• Goal of the exercise
Which lines of the records contain the word "Result"? Copy each one.

+++ The input

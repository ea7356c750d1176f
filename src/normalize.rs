//! Validation and normalization of the extraction model's raw output.
//!
//! Checks run in a fixed order and the first failure wins:
//! empty object, missing/sentinel name, ingredients, instructions, type.

use serde::{de::DeserializeOwned, Deserialize, Deserializer};
use serde_json::{Map, Value};
use thiserror::Error;
use tracing::{debug, info};

use crate::{
    models::{Ingredient, Nutrition, Recipe, RecipeType, Step},
    schema::NO_RECIPE_SENTINEL,
};

/// The images do not contain a usable recipe. Messages are shown to the user as-is.
#[derive(Debug, Error, Clone, PartialEq, Eq)]
pub enum Rejection {
    #[error("Empty model response. The images likely contain no recipe content.")]
    EmptyResponse,
    #[error("No valid recipe detected. Please upload images of recipe cards, cookbook pages, or handwritten recipes.")]
    NoRecipe,
    #[error("No ingredients found. Please ensure the images contain a complete recipe with ingredients.")]
    NoIngredients,
    #[error("No instructions found. Please ensure the images contain a complete recipe with preparation steps.")]
    NoInstructions,
    #[error("Unable to determine a valid recipe type. The images may not contain a valid recipe.")]
    InvalidType,
}

impl Rejection {
    pub fn reason(&self) -> String {
        self.to_string()
    }
}

/// Decodes a field, mapping a value of the wrong shape to `None` instead of failing the document.
fn lenient<'de, D, T>(deserializer: D) -> Result<Option<T>, D::Error>
where
    D: Deserializer<'de>,
    T: DeserializeOwned,
{
    let value = Value::deserialize(deserializer)?;
    Ok(serde_json::from_value(value).ok())
}

#[derive(Debug, Default, Deserialize)]
#[serde(rename_all = "camelCase")]
struct ExtractedRecipe {
    #[serde(default, deserialize_with = "lenient")]
    recipe_name: Option<String>,
    #[serde(default, deserialize_with = "lenient")]
    recipe_type: Option<String>,
    #[serde(default, deserialize_with = "lenient")]
    cook_time: Option<f64>,
    #[serde(default, deserialize_with = "lenient")]
    ingredients: Option<Vec<Value>>,
    #[serde(default, deserialize_with = "lenient")]
    instructions: Option<Vec<Value>>,
    #[serde(default, deserialize_with = "lenient")]
    nutrition: Option<Nutrition>,
    #[serde(default, deserialize_with = "lenient")]
    servings: Option<f64>,
    #[serde(default, deserialize_with = "lenient")]
    description: Option<String>,
    #[serde(default, deserialize_with = "lenient")]
    notes: Option<String>,
}

#[derive(Debug, Deserialize)]
struct ExtractedIngredient {
    #[serde(default)]
    name: String,
    #[serde(default)]
    quantity: String,
}

fn parse_object(raw: &str) -> Map<String, Value> {
    match serde_json::from_str::<Value>(raw) {
        Ok(Value::Object(map)) => map,
        Ok(other) => {
            debug!("Model response is JSON but not an object: {}", other);
            Map::new()
        }
        Err(e) => {
            debug!("Model response is not valid JSON: {}", e);
            Map::new()
        }
    }
}

/// Elements are kept verbatim; only non-objects and blank names are skipped.
/// A missing quantity ("salt, to taste") becomes `""`.
fn to_ingredient(value: Value) -> Option<Ingredient> {
    let ing: ExtractedIngredient = serde_json::from_value(value).ok()?;
    if ing.name.trim().is_empty() {
        return None;
    }
    Some(Ingredient { name: ing.name, quantity: ing.quantity })
}

/// Turns raw model text into an unpersisted [`Recipe`], or explains why it is not one.
///
/// Deterministic and side-effect free. Numeric fields are carried through unclamped.
pub fn normalize(raw: &str) -> Result<Recipe, Rejection> {
    let object = parse_object(raw);
    if object.is_empty() {
        return Err(Rejection::EmptyResponse);
    }

    let extracted: ExtractedRecipe =
        serde_json::from_value(Value::Object(object)).unwrap_or_default();

    let name = match extracted.recipe_name.as_deref().map(str::trim) {
        Some(n) if !n.is_empty() && n != NO_RECIPE_SENTINEL => n.to_string(),
        _ => return Err(Rejection::NoRecipe),
    };

    let ingredients: Vec<Ingredient> = extracted
        .ingredients
        .unwrap_or_default()
        .into_iter()
        .filter_map(to_ingredient)
        .collect();
    if ingredients.is_empty() {
        return Err(Rejection::NoIngredients);
    }

    let instructions: Vec<String> = extracted
        .instructions
        .unwrap_or_default()
        .into_iter()
        .filter_map(|v| match v {
            Value::String(s) => Some(s),
            _ => None,
        })
        .collect();
    if instructions.is_empty() {
        return Err(Rejection::NoInstructions);
    }

    let recipe_type: RecipeType = extracted
        .recipe_type
        .as_deref()
        .and_then(|t| t.parse().ok())
        .ok_or(Rejection::InvalidType)?;

    let steps = instructions
        .into_iter()
        .zip(1u32..)
        .map(|(description, order)| Step { order, description })
        .collect();

    info!(recipe = %name, %recipe_type, "Model output accepted as recipe");

    Ok(Recipe {
        id: None,
        name,
        recipe_type,
        time_to_cook: extracted.cook_time.unwrap_or_default(),
        ingredients,
        steps,
        nutrition: extracted.nutrition.unwrap_or_default(),
        description: extracted.description.unwrap_or_default(),
        notes: extracted.notes,
        servings: extracted.servings,
        user_image_paths: Vec::new(),
        generated_image_path: None,
        created_at: None,
        updated_at: None,
    })
}

#[cfg(test)]
mod tests {
    use super::*;
    use pretty_assertions::assert_eq;
    use serde_json::json;

    const PANCAKES: &str = r#"{"recipeName":"Pancakes","recipeType":"main_dish","cookTime":15,"ingredients":[{"name":"flour","quantity":"1 cup"}],"instructions":["Mix","Cook"],"nutrition":{"calories":300,"fat":10,"carbohydrates":40,"protein":8},"servings":2,"description":"Fluffy pancakes"}"#;

    fn valid_with(overrides: Value) -> String {
        let mut base: Value = serde_json::from_str(PANCAKES).unwrap();
        for (k, v) in overrides.as_object().unwrap() {
            base[k] = v.clone();
        }
        base.to_string()
    }

    #[test]
    fn sentinel_name_is_rejected() {
        let err = normalize(r#"{"recipeName":"No recipe found"}"#).unwrap_err();
        assert_eq!(err, Rejection::NoRecipe);
        assert!(err.reason().to_lowercase().contains("no valid recipe"));
    }

    #[test]
    fn empty_object_is_rejected_as_empty() {
        let err = normalize("{}").unwrap_err();
        assert_eq!(err, Rejection::EmptyResponse);
        assert!(err.reason().to_lowercase().contains("empty"));
    }

    #[test]
    fn pancakes_are_accepted() {
        let recipe = normalize(PANCAKES).unwrap();
        assert_eq!(recipe.id, None);
        assert_eq!(recipe.name, "Pancakes");
        assert_eq!(recipe.recipe_type, RecipeType::MainDish);
        assert_eq!(recipe.time_to_cook, 15.0);
        assert_eq!(recipe.ingredients, vec![Ingredient { name: "flour".into(), quantity: "1 cup".into() }]);
        assert_eq!(
            recipe.steps,
            vec![
                Step { order: 1, description: "Mix".into() },
                Step { order: 2, description: "Cook".into() },
            ]
        );
        assert_eq!(
            recipe.nutrition,
            Nutrition { calories: 300.0, fat: 10.0, carbohydrates: 40.0, protein: 8.0 }
        );
        assert_eq!(recipe.servings, Some(2.0));
        assert_eq!(recipe.description, "Fluffy pancakes");
        assert_eq!(recipe.notes, None);
        assert!(recipe.user_image_paths.is_empty());
    }

    #[test]
    fn unparseable_text_is_rejected_as_empty() {
        for raw in ["", "   ", "not json", "{\"recipeName\":", "```json\n{}\n```", "null", "[]", "42", "\"Pancakes\""] {
            assert_eq!(normalize(raw), Err(Rejection::EmptyResponse), "input: {raw:?}");
        }
    }

    #[test]
    fn sentinel_wins_over_otherwise_valid_fields() {
        let raw = valid_with(json!({"recipeName": "No recipe found"}));
        assert_eq!(normalize(&raw), Err(Rejection::NoRecipe));
    }

    #[test]
    fn missing_or_blank_name_is_rejected() {
        let mut value: Value = serde_json::from_str(PANCAKES).unwrap();
        value.as_object_mut().unwrap().remove("recipeName");
        assert_eq!(normalize(&value.to_string()), Err(Rejection::NoRecipe));
        assert_eq!(normalize(&valid_with(json!({"recipeName": "   "}))), Err(Rejection::NoRecipe));
        assert_eq!(normalize(&valid_with(json!({"recipeName": 12}))), Err(Rejection::NoRecipe));
    }

    #[test]
    fn empty_ingredients_are_rejected_even_with_instructions() {
        assert_eq!(normalize(&valid_with(json!({"ingredients": []}))), Err(Rejection::NoIngredients));
        assert_eq!(normalize(&valid_with(json!({"ingredients": null}))), Err(Rejection::NoIngredients));
        assert_eq!(
            normalize(&valid_with(json!({"ingredients": [{"name": " ", "quantity": "1"}]}))),
            Err(Rejection::NoIngredients)
        );
    }

    #[test]
    fn ingredients_without_quantity_are_kept() {
        let raw = valid_with(json!({"ingredients": [
            {"name": "salt", "quantity": ""},
            {"name": "water", "quantity": "1 l"},
        ]}));
        assert_eq!(
            normalize(&raw).unwrap().ingredients,
            vec![
                Ingredient { name: "salt".into(), quantity: "".into() },
                Ingredient { name: "water".into(), quantity: "1 l".into() },
            ]
        );

        let recipe = normalize(&valid_with(json!({"ingredients": [{"name": "salt"}]}))).unwrap();
        assert_eq!(recipe.ingredients, vec![Ingredient { name: "salt".into(), quantity: "".into() }]);
    }

    #[test]
    fn non_object_and_nameless_ingredients_are_skipped() {
        let raw = valid_with(json!({"ingredients": [
            "2 eggs",
            {"quantity": "1 cup"},
            {"name": "milk", "quantity": "200 ml"},
        ]}));
        assert_eq!(
            normalize(&raw).unwrap().ingredients,
            vec![Ingredient { name: "milk".into(), quantity: "200 ml".into() }]
        );
    }

    #[test]
    fn sentinel_is_matched_literally() {
        assert_eq!(normalize(&valid_with(json!({"recipeName": "  No recipe found "}))), Err(Rejection::NoRecipe));
        let recipe = normalize(&valid_with(json!({"recipeName": "no recipe found"}))).unwrap();
        assert_eq!(recipe.name, "no recipe found");
    }

    #[test]
    fn empty_instructions_are_rejected() {
        assert_eq!(normalize(&valid_with(json!({"instructions": []}))), Err(Rejection::NoInstructions));
        assert_eq!(normalize(&valid_with(json!({"instructions": "Mix"}))), Err(Rejection::NoInstructions));
    }

    #[test]
    fn ingredients_are_checked_before_instructions() {
        let raw = valid_with(json!({"ingredients": [], "instructions": []}));
        assert_eq!(normalize(&raw), Err(Rejection::NoIngredients));
    }

    #[test]
    fn unknown_or_missing_type_is_rejected() {
        for t in [json!("soup"), json!("Dessert"), json!(""), json!(null), json!(3)] {
            let raw = valid_with(json!({"recipeType": t}));
            assert_eq!(normalize(&raw), Err(Rejection::InvalidType), "type: {t}");
        }
    }

    #[test]
    fn every_enum_value_is_accepted() {
        for t in RecipeType::ALL {
            let recipe = normalize(&valid_with(json!({"recipeType": t.as_str()}))).unwrap();
            assert_eq!(recipe.recipe_type, t);
        }
    }

    #[test]
    fn steps_are_numbered_contiguously_from_one() {
        for n in 1..=12usize {
            let instructions: Vec<String> = (0..n).map(|i| format!("step {i}")).collect();
            let recipe = normalize(&valid_with(json!({"instructions": instructions}))).unwrap();
            assert_eq!(recipe.steps.len(), n);
            for (i, step) in recipe.steps.iter().enumerate() {
                assert_eq!(step.order as usize, i + 1);
                assert_eq!(step.description, instructions[i]);
            }
        }
    }

    #[test]
    fn normalize_is_deterministic() {
        let raw = valid_with(json!({"notes": "Rest the batter", "servings": 4}));
        assert_eq!(normalize(&raw), normalize(&raw));
        assert_eq!(normalize("garbage"), normalize("garbage"));
    }

    #[test]
    fn optional_and_malformed_numeric_fields_do_not_reject() {
        let mut value: Value = serde_json::from_str(PANCAKES).unwrap();
        let obj = value.as_object_mut().unwrap();
        obj.remove("servings");
        obj.remove("nutrition");
        obj.insert("cookTime".into(), json!("about an hour"));
        let recipe = normalize(&value.to_string()).unwrap();
        assert_eq!(recipe.servings, None);
        assert_eq!(recipe.nutrition, Nutrition::default());
        assert_eq!(recipe.time_to_cook, 0.0);
    }

    #[test]
    fn negative_values_are_carried_through_unclamped() {
        let raw = valid_with(json!({"servings": -1, "nutrition": {"calories": -5, "fat": 1, "carbohydrates": 2, "protein": 3}}));
        let recipe = normalize(&raw).unwrap();
        assert_eq!(recipe.servings, Some(-1.0));
        assert_eq!(recipe.nutrition.calories, -5.0);
    }
}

++++++

• Solution for this problem
fn lenient<'de, D, T>(deserializer: D) -> Result<Option<T>, D::Error>
pub fn normalize(raw: &str) -> Result<Recipe, Rejection> {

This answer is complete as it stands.